The dinner parties are more orchestrated than you think

According to another previous contestant, the couples are forced to all separate before the show begins, to still with their own thoughts before heading to the dinner party – where there's usually always drama.

MORE: What happened to Married at First Sight Australia's Ning and Mark?

Series five star Tracey Jewel told Who Online: "They want the dinner parties to be as explosive as possible. You have to rock up at noon and sit in a tent until like 4pm on your own and you have all these emotions bubbling to the surface and seething before you walk in."

We can't wait to watch series nine

The homes shown are actually Airbnbs

Although part of the show is the couples each visiting their respective partner's abodes, many Airbnbs and rented properties were used during filming. It's not clear why, but New Idea reported that season six star Jessika Powers' home was a rental from Airbnb. Meanwhile, Tamara Joy's home was also rented.
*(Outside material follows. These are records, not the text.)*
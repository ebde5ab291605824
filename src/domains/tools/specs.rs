//! Spec loader: finds and parses `TOOL.yaml` / `TOOL.yml` files.
//!
//! Discovery order is the lexicographic order of resolved absolute paths so
//! duplicate-name tie breaks are reproducible. A file that cannot be read or
//! parsed is logged and skipped; it never aborts the pass.

use ignore::WalkBuilder;
use std::collections::BTreeSet;
use std::path::{Component, Path, PathBuf};
use tracing::debug;

use super::mounted::{JsonObject, LogFn};

/// File names recognized as tool specs.
pub const SPEC_FILE_NAMES: [&str; 2] = ["TOOL.yaml", "TOOL.yml"];

/// Directory segment whose specs are skipped unless explicitly included.
pub const TEMPLATES_SEGMENT: &str = "templates";

/// Discover all spec file paths under `tools_dir` in deterministic order.
pub fn spec_paths(tools_dir: &Path, include_templates: bool) -> Vec<PathBuf> {
    if !tools_dir.exists() {
        debug!("Tools directory does not exist: {}", tools_dir.display());
        return Vec::new();
    }
    let root = tools_dir
        .canonicalize()
        .unwrap_or_else(|_| tools_dir.to_path_buf());

    // Hidden and git-ignored directories are still tool directories.
    let walker = WalkBuilder::new(&root).standard_filters(false).build();

    let mut resolved = BTreeSet::new();
    for entry in walker {
        let entry = match entry {
            Ok(entry) => entry,
            Err(e) => {
                debug!("Skipping unreadable entry under {}: {}", root.display(), e);
                continue;
            }
        };
        if !entry.file_type().is_some_and(|t| t.is_file()) {
            continue;
        }
        let is_spec = entry
            .file_name()
            .to_str()
            .is_some_and(|name| SPEC_FILE_NAMES.contains(&name));
        if !is_spec {
            continue;
        }
        let path = entry
            .path()
            .canonicalize()
            .unwrap_or_else(|_| entry.path().to_path_buf());
        resolved.insert(path);
    }

    resolved
        .into_iter()
        .filter(|path| include_templates || !in_templates_dir(&root, path))
        .collect()
}

/// Whether `path` sits below a `templates` directory inside `root`.
fn in_templates_dir(root: &Path, path: &Path) -> bool {
    let relative = path.strip_prefix(root).unwrap_or(path);
    relative
        .parent()
        .into_iter()
        .flat_map(Path::components)
        .any(|c| matches!(c, Component::Normal(segment) if segment == TEMPLATES_SEGMENT))
}

/// Read and parse one spec file.
///
/// Returns `None` for empty files (silently) and for unreadable, unparsable
/// or non-mapping files (after logging one line).
pub fn parse_tool_spec(tool_path: &Path, log: &LogFn) -> Option<JsonObject> {
    let text = match std::fs::read_to_string(tool_path) {
        Ok(text) => text,
        Err(e) => {
            log(&format!(
                "[mcp-server] tool spec read failed: {} ({})",
                tool_path.display(),
                e
            ));
            return None;
        }
    };
    if text.trim().is_empty() {
        return None;
    }

    let parsed: serde_yaml::Value = match serde_yaml::from_str(&text) {
        Ok(value) => value,
        Err(e) => {
            log(&format!(
                "[mcp-server] tool spec parse failed: {} ({})",
                tool_path.display(),
                e
            ));
            return None;
        }
    };
    if !parsed.is_mapping() {
        log(&format!(
            "[mcp-server] tool spec parse failed: {} (top-level YAML must be an object)",
            tool_path.display()
        ));
        return None;
    }

    match serde_json::to_value(&parsed) {
        Ok(serde_json::Value::Object(map)) => Some(map),
        Ok(_) => None,
        Err(e) => {
            log(&format!(
                "[mcp-server] tool spec parse failed: {} ({})",
                tool_path.display(),
                e
            ));
            None
        }
    }
}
The match-making is a long process

Before joining the show, the singletons go through a rigorous process in order for the experts to match them with their potential partner. One previous contestant on the UK version, named Clark, previously explained to Cosmopolitan that each individual is asked many questions to find the right person for them.

"It was a 500 question questionnaire that goes through your likes, your dislikes, all the intricate pieces of information about you.

"Your religious views, your political views, what you find attractive, your sexual history, whether you are sexually active," he said. The contestants also have to go through physical and mental health checks prior to joining, too.

Series nine of Married at First Sight Australia airs on Monday 21 February

Many contestants are head-hunted by producers

A number of the contestants on the show have applied by seeing advertisements to the show, but some take part after being headhunted by producers at various events and from social media.

Like many reality shows, bosses at Married at First Sight are constantly on the look-out for participants and often choose who they like the look of based on their personality. Whether completely orchestrated or genuine – either way, it's great TV!